Optimising the stocking density of Australian bass: Estimating carrying-capacity in freshwater impoundments.
There is a need for reliable ecological models for optimising the stocking of fish in Australian freshwaters. The optimal stocking density maximises the contribution of fish to a fishery and occurs at a fisherys carrying-capacity. We aim to optimise the stocking of Australian bass (Macquaria novemaculeata) in freshwater impoundments in SE Australia, using three complimentary approaches:
1) We will use ideal free distribution theory to estimate carrying-capacity by observing the rates of dispersal (also termed self-thinning) of stocked fish. We will stock patches of various habitat types with a range of densities of bass and observe and electronically-track their rates and magnitudes of movement. This will be replicated within and between impoundments.

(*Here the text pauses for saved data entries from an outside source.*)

//! Order repository for database operations.

use chrono::{DateTime, Utc};
use sqlx::{QueryBuilder, SqlitePool};

use cloudcrm_core::{CustomerId, Money, OrderId, OrderStatus};

use super::{RepositoryError, like_contains};
use crate::models::Order;

const BASE_SELECT: &str = "SELECT o.id, o.order_number, o.customer_id, c.name AS customer_name, \
     o.status, o.total_cents, o.items_count, o.placed_at, o.created_at, o.updated_at \
     FROM orders o JOIN customers c ON c.id = o.customer_id";

/// Internal row type for order queries.
#[derive(Debug, sqlx::FromRow)]
struct OrderRow {
    id: i64,
    order_number: String,
    customer_id: i64,
    customer_name: String,
    status: OrderStatus,
    total_cents: i64,
    items_count: i64,
    placed_at: DateTime<Utc>,
    created_at: DateTime<Utc>,
    updated_at: DateTime<Utc>,
}

impl From<OrderRow> for Order {
    fn from(row: OrderRow) -> Self {
        Self {
            id: OrderId::new(row.id),
            order_number: row.order_number,
            customer_id: CustomerId::new(row.customer_id),
            customer_name: row.customer_name,
            status: row.status,
            total_cents: Money::from_cents(row.total_cents),
            items_count: row.items_count,
            placed_at: row.placed_at,
            created_at: row.created_at,
            updated_at: row.updated_at,
        }
    }
}

/// Repository for order database operations.
pub struct OrderRepository<'a> {
    pool: &'a SqlitePool,
}

impl<'a> OrderRepository<'a> {
    /// Create a new order repository.
    #[must_use]
    pub const fn new(pool: &'a SqlitePool) -> Self {
        Self { pool }
    }

    /// List orders, newest first, optionally filtered.
    ///
    /// `search` matches the order number or the customer name as a
    /// case-insensitive substring.
    ///
    /// # Errors
    ///
    /// Returns `RepositoryError::Database` if the query fails.
    pub async fn list(
        &self,
        search: Option<&str>,
        status: Option<OrderStatus>,
    ) -> Result<Vec<Order>, RepositoryError> {
        let mut query = QueryBuilder::<sqlx::Sqlite>::new(BASE_SELECT);
        query.push(" WHERE 1 = 1");

        if let Some(term) = search.filter(|t| !t.trim().is_empty()) {
            let pattern = like_contains(term);
            query.push(" AND (LOWER(o.order_number) LIKE ");
            query.push_bind(pattern.clone());
            query.push(" ESCAPE '\\' OR LOWER(c.name) LIKE ");
            query.push_bind(pattern);
            query.push(" ESCAPE '\\')");
        }
        if let Some(status) = status {
            query.push(" AND o.status = ");
            query.push_bind(status);
        }
        query.push(" ORDER BY o.created_at DESC, o.id DESC");

        let rows: Vec<OrderRow> = query.build_query_as().fetch_all(self.pool).await?;
        Ok(rows.into_iter().map(Into::into).collect())
    }

    /// Get an order by ID.
    ///
    /// # Errors
    ///
    /// Returns `RepositoryError::Database` if the query fails.
    pub async fn get(&self, id: OrderId) -> Result<Option<Order>, RepositoryError> {
        let sql = format!("{BASE_SELECT} WHERE o.id = ?");
        let row = sqlx::query_as::<_, OrderRow>(&sql)
            .bind(id)
            .fetch_optional(self.pool)
            .await?;

        Ok(row.map(Into::into))
    }

    /// Create an order in `pending` status.
    ///
    /// The order number is assigned inside the INSERT as `ORD-` followed by
    /// one more than the highest existing number, starting at `ORD-1001`.
    /// SQLite's single-writer model makes the subquery-and-insert atomic.
    ///
    /// # Errors
    ///
    /// Returns `RepositoryError::Database` if the insert fails, including
    /// when `customer_id` does not exist (foreign key violation). Callers
    /// validate the customer first to give a friendlier error.
    pub async fn create(
        &self,
        customer_id: CustomerId,
        total: Money,
        items_count: i64,
        placed_at: DateTime<Utc>,
    ) -> Result<Order, RepositoryError> {
        let now = Utc::now();
        let result = sqlx::query(
            "INSERT INTO orders \
             (order_number, customer_id, status, total_cents, items_count, placed_at, \
              created_at, updated_at) \
             VALUES ( \
                 'ORD-' || (SELECT COALESCE(MAX(CAST(substr(order_number, 5) AS INTEGER)), 1000) + 1 \
                            FROM orders), \
                 ?, ?, ?, ?, ?, ?, ?)",
        )
        .bind(customer_id)
        .bind(OrderStatus::Pending)
        .bind(total)
        .bind(items_count)
        .bind(placed_at)
        .bind(now)
        .bind(now)
        .execute(self.pool)
        .await?;

        let id = OrderId::new(result.last_insert_rowid());
        self.get(id).await?.ok_or(RepositoryError::NotFound)
    }

    /// Move an order to a new status.
    ///
    /// Delivered and cancelled orders are terminal and cannot change.
    ///
    /// # Errors
    ///
    /// Returns `RepositoryError::NotFound` if the ID does not exist.
    /// Returns `RepositoryError::Conflict` if the order is terminal.
    /// Returns `RepositoryError::Database` for other database errors.
    pub async fn update_status(
        &self,
        id: OrderId,
        status: OrderStatus,
    ) -> Result<Order, RepositoryError> {
        let mut tx = self.pool.begin().await?;

        let current: Option<OrderStatus> =
            sqlx::query_scalar("SELECT status FROM orders WHERE id = ?")
                .bind(id)
                .fetch_optional(&mut *tx)
                .await?;
        let current = current.ok_or(RepositoryError::NotFound)?;

        if current.is_terminal() {
            return Err(RepositoryError::Conflict(format!(
                "order is {current} and cannot change status"
            )));
        }

        sqlx::query("UPDATE orders SET status = ?, updated_at = ? WHERE id = ?")
            .bind(status)
            .bind(Utc::now())
            .bind(id)
            .execute(&mut *tx)
            .await?;
        tx.commit().await?;

        self.get(id).await?.ok_or(RepositoryError::NotFound)
    }
}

2) We will use a general numerical predator-prey model based on the energetic needs of bass and their preys availability to estimate the optimal stocking density and predatory impact of stocked bass in select impoundments. The model incorporates published models, life-history parameters, and size-specific growth and diet data, and a spatial component, based on the spatial distribution of bass (elucidated in part 1.) and the distribution of their essential habitat.
3) We will stock bass in custom enclosures in impoundments at a range of densities in a factorial, replicated design, to estimate each impoundments carrying-capacity. Over-stocking will force density-dependent limitations, measured by decreased growth and/or survival of bass. So, by measuring the growth and survival of bass at treatment densities, we will converge on each impoundments optimal stocking density. These densities will be compared with the modeled estimates from our predictive stocking model.